Kriging-based inverse uncertainty quantification of nuclear fuel performance code BISON fission gas release model using time series measurement data

Reliability Engineering and System Safety, 169, 422–436.

co-author countries: United States of America 🇺🇸

Contributors: X. Wu*, T. Kozlowski* & H. Meidani*

author keywords: Inverse uncertainty quantification; Metamodel; Kriging; Nuclear fuel performance analysis; Principal component analysis
Source: ORCID
Added: July 5, 2019

In nuclear reactor fuel performance simulation, fission gas release (FGR) and swelling involve treatment of several complicated and interrelated physical processes, which inevitably depend on uncertain input parameters. However, the uncertainties associated with these input parameters are only known by “expert judgment”. In this paper, inverse Uncertainty Quantification (UQ) under the Bayesian framework is applied to BISON code FGR model based on Risø-AN3 time series experimental data. Inverse UQ seeks statistical descriptions of the uncertain input parameters that are consistent with the available measurement data. It always captures the uncertainties in its estimates rather than merely determining the best-fit values. Kriging metamodel is applied to greatly reduce the computational cost during Markov Chain Monte Carlo sampling. We performed a dimension reduction for the FGR time series data using Principal Component Analysis.

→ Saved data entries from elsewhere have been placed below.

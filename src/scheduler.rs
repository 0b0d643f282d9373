//! Timer primitives
//!
//! - `ScheduledTask`: a one-shot, cancellable task bound to a monotonic deadline
//! - `spawn_tick_loop`: the recurring tick driver
//!
//! The tick loop is not a fixed-rate clock: each tick runs to completion and
//! only then is the full interval waited again, so processing latency
//! accumulates as drift.

use std::future::Future;
use std::time::Duration;
use tokio::task::JoinHandle;
use tokio::time::{sleep, sleep_until, Instant};
use tracing::error;

/// One-shot task that runs a future once its deadline passes.
#[derive(Debug)]
pub struct ScheduledTask {
    deadline: Instant,
    handle: JoinHandle<()>,
}

impl ScheduledTask {
    /// Schedule `task` to run after `delay`
    pub fn after<F>(delay: Duration, task: F) -> Self
    where
        F: Future<Output = ()> + Send + 'static,
    {
        Self::at(Instant::now() + delay, task)
    }

    /// Schedule `task` to run at `deadline`
    pub fn at<F>(deadline: Instant, task: F) -> Self
    where
        F: Future<Output = ()> + Send + 'static,
    {
        let handle = tokio::spawn(async move {
            sleep_until(deadline).await;
            task.await;
        });
        Self { deadline, handle }
    }

    pub fn deadline(&self) -> Instant {
        self.deadline
    }

    /// Cancel the task. Cancelling a task that already ran is a no-op.
    pub fn cancel(&self) {
        self.handle.abort();
    }

    pub fn is_finished(&self) -> bool {
        self.handle.is_finished()
    }
}

/// Spawn the recurring tick driver.
///
/// The first tick fires immediately. Each tick body runs in its own task so a
/// panic inside it is logged and the loop carries on with the next interval.
pub fn spawn_tick_loop<F, Fut>(interval: Duration, mut tick: F) -> JoinHandle<()>
where
    F: FnMut() -> Fut + Send + 'static,
    Fut: Future<Output = ()> + Send + 'static,
{
    tokio::spawn(async move {
        loop {
            if let Err(e) = tokio::spawn(tick()).await {
                error!(error = %e, "tick aborted unexpectedly");
            }
            sleep(interval).await;
        }
    })
}

#[cfg(test)]
mod tests {
    use super::*;
    use std::sync::atomic::{AtomicUsize, Ordering};
    use std::sync::Arc;

    #[tokio::test(start_paused = true)]
    async fn test_scheduled_task_fires_at_deadline() {
        let fired = Arc::new(AtomicUsize::new(0));
        let counter = fired.clone();
        let scheduled_at = Instant::now();
        let task = ScheduledTask::after(Duration::from_secs(10), async move {
            counter.fetch_add(1, Ordering::SeqCst);
        });
        assert_eq!(task.deadline(), scheduled_at + Duration::from_secs(10));

        sleep(Duration::from_secs(9)).await;
        assert_eq!(fired.load(Ordering::SeqCst), 0);

        sleep(Duration::from_secs(2)).await;
        assert_eq!(fired.load(Ordering::SeqCst), 1);
        assert!(task.is_finished());
    }

    #[tokio::test(start_paused = true)]
    async fn test_cancel_before_deadline() {
        let fired = Arc::new(AtomicUsize::new(0));
        let counter = fired.clone();
        let task = ScheduledTask::after(Duration::from_secs(10), async move {
            counter.fetch_add(1, Ordering::SeqCst);
        });

        sleep(Duration::from_secs(5)).await;
        task.cancel();
        sleep(Duration::from_secs(20)).await;
        assert_eq!(fired.load(Ordering::SeqCst), 0);
    }

    #[tokio::test(start_paused = true)]
    async fn test_cancel_after_fire_is_noop() {
        let task = ScheduledTask::after(Duration::from_secs(1), async {});
        sleep(Duration::from_secs(2)).await;

        assert!(task.is_finished());
        task.cancel();
        task.cancel();
    }

    #[tokio::test(start_paused = true)]
    async fn test_tick_loop_waits_full_interval() {
        let ticks = Arc::new(AtomicUsize::new(0));
        let counter = ticks.clone();
        let handle = spawn_tick_loop(Duration::from_secs(60), move || {
            let counter = counter.clone();
            async move {
                counter.fetch_add(1, Ordering::SeqCst);
            }
        });

        // Ticks at t = 0, 60, 120
        sleep(Duration::from_secs(150)).await;
        assert_eq!(ticks.load(Ordering::SeqCst), 3);
        handle.abort();
    }

    #[tokio::test(start_paused = true)]
    async fn test_tick_loop_survives_panic() {
        let ticks = Arc::new(AtomicUsize::new(0));
        let counter = ticks.clone();
        let handle = spawn_tick_loop(Duration::from_secs(10), move || {
            let counter = counter.clone();
            async move {
                if counter.fetch_add(1, Ordering::SeqCst) == 0 {
                    panic!("first tick blows up");
                }
            }
        });

        sleep(Duration::from_secs(25)).await;
        assert_eq!(ticks.load(Ordering::SeqCst), 3);
        handle.abort();
    }
}
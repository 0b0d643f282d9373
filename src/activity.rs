//! Debounced activity flag
//!
//! Every motion pulse sets the flag and pushes its expiry out by the full
//! timeout (refresh, not coalesce). The flag clears once the timeout elapses
//! after the last pulse.

use crate::scheduler::ScheduledTask;
use std::time::Duration;
use tokio::time::Instant;

/// Snapshot of the activity flag
#[derive(Debug, Clone, Copy, PartialEq, Eq)]
pub struct ActivityState {
    pub active: bool,
    /// Remaining time until the flag clears, if set
    pub expires_in_ms: Option<u64>,
}

/// Activity flag with its pending auto-clear task
#[derive(Debug)]
pub struct ActivityDebouncer {
    timeout: Duration,
    active: bool,
    expires_at: Option<Instant>,
    clear_task: Option<ScheduledTask>,
}

impl ActivityDebouncer {
    pub fn new(timeout: Duration) -> Self {
        Self {
            timeout,
            active: false,
            expires_at: None,
            clear_task: None,
        }
    }

    /// Set the flag and return the new expiry deadline.
    ///
    /// Any pending auto-clear is cancelled; the caller arms a replacement
    /// with [`ActivityDebouncer::arm`].
    pub fn pulse(&mut self, now: Instant) -> Instant {
        let deadline = now + self.timeout;
        self.active = true;
        self.expires_at = Some(deadline);
        if let Some(task) = self.clear_task.take() {
            task.cancel();
        }
        deadline
    }

    /// Install the auto-clear task, cancelling whichever one it replaces.
    pub fn arm(&mut self, task: ScheduledTask) {
        if let Some(previous) = self.clear_task.replace(task) {
            previous.cancel();
        }
    }

    /// Clear the flag if its deadline has passed. Returns whether it cleared.
    pub fn expire(&mut self, now: Instant) -> bool {
        match self.expires_at {
            Some(deadline) if self.active && now >= deadline => {
                self.active = false;
                self.expires_at = None;
                true
            }
            _ => false,
        }
    }

    pub fn is_active(&self, now: Instant) -> bool {
        self.active && self.expires_at.is_some_and(|deadline| now < deadline)
    }

    pub fn state(&self, now: Instant) -> ActivityState {
        let active = self.is_active(now);
        ActivityState {
            active,
            expires_in_ms: self
                .expires_at
                .filter(|_| active)
                .map(|deadline| deadline.saturating_duration_since(now).as_millis() as u64),
        }
    }

    /// Drop any pending auto-clear task
    pub fn cancel(&mut self) {
        if let Some(task) = self.clear_task.take() {
            task.cancel();
        }
    }
}
//! Detector configuration
//!
//! Every setting is optional and read from the environment. Unparsable values
//! are rejected rather than silently replaced by defaults.

use crate::error::DetectorError;
use crate::logging::{LogConfig, LogFormat};
use serde::{Deserialize, Serialize};
use std::path::PathBuf;
use std::str::FromStr;
use std::time::Duration;

pub const DEFAULT_DB_DATABASE: &str = "sleep_detector";
pub const DEFAULT_BIND_ADDR: &str = "0.0.0.0:5000";

#[derive(Debug, Clone, PartialEq, Serialize, Deserialize)]
#[serde(default)]
pub struct DetectorConfig {
    /// SQLite database file
    pub db_path: PathBuf,
    /// Bound on every store call (seconds)
    pub store_timeout_secs: u64,
    /// Inclusive lower bound of valid samples (bpm)
    pub hr_valid_low: u16,
    /// Inclusive upper bound of valid samples (bpm)
    pub hr_valid_high: u16,
    /// Tick period (seconds)
    pub tick_interval_secs: u64,
    /// Minimum episode duration (minutes), read from `MINIMAL_SLEEP_HOURS`
    pub minimal_sleep_minutes: u32,
    /// Activity debounce window (seconds)
    pub active_flag_timeout_secs: u64,
    /// Number of recent episodes the threshold is derived from
    pub threshold_samples: usize,
    /// Sleep onset webhook; unset means log only
    pub webhook_url: Option<String>,
    /// Bound on the webhook POST (seconds)
    pub webhook_timeout_secs: u64,
    /// HTTP listen address
    pub bind_addr: String,
    pub log: LogConfig,
}

impl Default for DetectorConfig {
    fn default() -> Self {
        Self {
            db_path: PathBuf::from(format!("{DEFAULT_DB_DATABASE}.db")),
            store_timeout_secs: 5,
            hr_valid_low: 40,
            hr_valid_high: 90,
            tick_interval_secs: 60,
            minimal_sleep_minutes: 3,
            active_flag_timeout_secs: 120,
            threshold_samples: 7,
            webhook_url: None,
            webhook_timeout_secs: 5,
            bind_addr: DEFAULT_BIND_ADDR.to_string(),
            log: LogConfig::default(),
        }
    }
}

fn parse_var<T, F>(lookup: &F, key: &str, default: T) -> Result<T, DetectorError>
where
    T: FromStr,
    F: Fn(&str) -> Option<String>,
{
    match lookup(key) {
        Some(raw) if !raw.trim().is_empty() => {
            raw.trim().parse().map_err(|_| DetectorError::Config {
                key: key.to_string(),
                value: raw,
            })
        }
        _ => Ok(default),
    }
}

fn non_empty<F>(lookup: &F, key: &str) -> Option<String>
where
    F: Fn(&str) -> Option<String>,
{
    lookup(key)
        .map(|v| v.trim().to_string())
        .filter(|v| !v.is_empty())
}

impl DetectorConfig {
    /// Load from the process environment
    pub fn from_env() -> Result<Self, DetectorError> {
        Self::from_lookup(|key| std::env::var(key).ok())
    }

    /// Load from an arbitrary key lookup
    pub fn from_lookup<F>(lookup: F) -> Result<Self, DetectorError>
    where
        F: Fn(&str) -> Option<String>,
    {
        let defaults = Self::default();

        let db_path = match non_empty(&lookup, "DB_PATH") {
            Some(path) => PathBuf::from(path),
            None => {
                let database = non_empty(&lookup, "DB_DATABASE")
                    .unwrap_or_else(|| DEFAULT_DB_DATABASE.to_string());
                PathBuf::from(format!("{database}.db"))
            }
        };

        let config = Self {
            db_path,
            store_timeout_secs: parse_var(&lookup, "STORE_TIMEOUT", defaults.store_timeout_secs)?,
            hr_valid_low: parse_var(&lookup, "HR_VALID_LOW", defaults.hr_valid_low)?,
            hr_valid_high: parse_var(&lookup, "HR_VALID_HIGH", defaults.hr_valid_high)?,
            tick_interval_secs: parse_var(
                &lookup,
                "WORKER_TICK_INTERVAL",
                defaults.tick_interval_secs,
            )?,
            minimal_sleep_minutes: parse_var(
                &lookup,
                "MINIMAL_SLEEP_HOURS",
                defaults.minimal_sleep_minutes,
            )?,
            active_flag_timeout_secs: parse_var(
                &lookup,
                "ACTIVE_FLAG_TIMEOUT",
                defaults.active_flag_timeout_secs,
            )?,
            threshold_samples: parse_var(
                &lookup,
                "HR_THRESHOLD_SAMPLES",
                defaults.threshold_samples,
            )?,
            webhook_url: non_empty(&lookup, "WEBHOOK_URL"),
            webhook_timeout_secs: parse_var(
                &lookup,
                "WEBHOOK_TIMEOUT",
                defaults.webhook_timeout_secs,
            )?,
            bind_addr: non_empty(&lookup, "BIND_ADDR").unwrap_or(defaults.bind_addr),
            log: LogConfig {
                level: non_empty(&lookup, "LOG_LEVEL").unwrap_or(defaults.log.level),
                format: parse_var::<LogFormat, _>(&lookup, "LOG_FORMAT", defaults.log.format)?,
            },
        };

        config.validate()?;
        Ok(config)
    }

    /// Check cross-field constraints
    pub fn validate(&self) -> Result<(), DetectorError> {
        if self.hr_valid_low > self.hr_valid_high {
            return Err(DetectorError::Config {
                key: "HR_VALID_LOW".to_string(),
                value: format!("{} exceeds HR_VALID_HIGH {}", self.hr_valid_low, self.hr_valid_high),
            });
        }
        let positive = [
            ("WORKER_TICK_INTERVAL", self.tick_interval_secs),
            ("STORE_TIMEOUT", self.store_timeout_secs),
            ("WEBHOOK_TIMEOUT", self.webhook_timeout_secs),
            ("ACTIVE_FLAG_TIMEOUT", self.active_flag_timeout_secs),
            ("HR_THRESHOLD_SAMPLES", self.threshold_samples as u64),
        ];
        for (key, value) in positive {
            if value == 0 {
                return Err(DetectorError::Config {
                    key: key.to_string(),
                    value: "must be greater than zero".to_string(),
                });
            }
        }
        Ok(())
    }

    pub fn tick_interval(&self) -> Duration {
        Duration::from_secs(self.tick_interval_secs)
    }

    pub fn store_timeout(&self) -> Duration {
        Duration::from_secs(self.store_timeout_secs)
    }

    pub fn webhook_timeout(&self) -> Duration {
        Duration::from_secs(self.webhook_timeout_secs)
    }

    pub fn active_flag_timeout(&self) -> Duration {
        Duration::from_secs(self.active_flag_timeout_secs)
    }

    pub fn minimal_sleep(&self) -> chrono::Duration {
        chrono::Duration::minutes(i64::from(self.minimal_sleep_minutes))
    }
}

#[cfg(test)]
mod tests {
    use super::*;
    use pretty_assertions::assert_eq;
    use std::collections::HashMap;

    fn lookup(vars: &[(&str, &str)]) -> impl Fn(&str) -> Option<String> {
        let map: HashMap<String, String> = vars
            .iter()
            .map(|(k, v)| (k.to_string(), v.to_string()))
            .collect();
        move |key| map.get(key).cloned()
    }

    #[test]
    fn test_defaults_when_unset() {
        let config = DetectorConfig::from_lookup(lookup(&[])).unwrap();
        assert_eq!(config, DetectorConfig::default());
        assert_eq!(config.db_path, PathBuf::from("sleep_detector.db"));
        assert_eq!(config.minimal_sleep(), chrono::Duration::minutes(3));
        assert_eq!(config.tick_interval(), Duration::from_secs(60));
    }

    #[test]
    fn test_overrides() {
        let config = DetectorConfig::from_lookup(lookup(&[
            ("DB_DATABASE", "nightly"),
            ("HR_VALID_LOW", "45"),
            ("HR_VALID_HIGH", "80"),
            ("WORKER_TICK_INTERVAL", "20"),
            ("MINIMAL_SLEEP_HOURS", "90"),
            ("ACTIVE_FLAG_TIMEOUT", "30"),
            ("HR_THRESHOLD_SAMPLES", "5"),
            ("WEBHOOK_URL", "http://hooks.local/sleep"),
            ("LOG_FORMAT", "json"),
        ]))
        .unwrap();

        assert_eq!(config.db_path, PathBuf::from("nightly.db"));
        assert_eq!((config.hr_valid_low, config.hr_valid_high), (45, 80));
        assert_eq!(config.tick_interval_secs, 20);
        assert_eq!(config.minimal_sleep(), chrono::Duration::minutes(90));
        assert_eq!(config.active_flag_timeout(), Duration::from_secs(30));
        assert_eq!(config.threshold_samples, 5);
        assert_eq!(config.webhook_url.as_deref(), Some("http://hooks.local/sleep"));
        assert_eq!(config.log.format, LogFormat::Json);
    }

    #[test]
    fn test_db_path_wins_over_database() {
        let config = DetectorConfig::from_lookup(lookup(&[
            ("DB_PATH", "/var/lib/sleep/data.db"),
            ("DB_DATABASE", "ignored"),
        ]))
        .unwrap();
        assert_eq!(config.db_path, PathBuf::from("/var/lib/sleep/data.db"));
    }

    #[test]
    fn test_invalid_number_rejected() {
        let err = DetectorConfig::from_lookup(lookup(&[("HR_VALID_LOW", "forty")])).unwrap_err();
        match err {
            DetectorError::Config { key, value } => {
                assert_eq!(key, "HR_VALID_LOW");
                assert_eq!(value, "forty");
            }
            other => panic!("unexpected error: {other}"),
        }
    }

    #[test]
    fn test_inverted_band_rejected() {
        let result = DetectorConfig::from_lookup(lookup(&[
            ("HR_VALID_LOW", "90"),
            ("HR_VALID_HIGH", "40"),
        ]));
        assert!(result.is_err());
    }

    #[test]
    fn test_zero_interval_rejected() {
        let result = DetectorConfig::from_lookup(lookup(&[("WORKER_TICK_INTERVAL", "0")]));
        assert!(result.is_err());
    }
}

We also projected the original FGR time series measurement data onto the PC subspace as “transformed experiment data”. A forward uncertainty propagation based on the posterior distributions shows that the agreement between BISON simulation and Risø-AN3 time series measurement data is greatly improved. The posterior distributions for the uncertain input factors can be used to replace the expert specifications for future uncertainty/sensitivity analysis.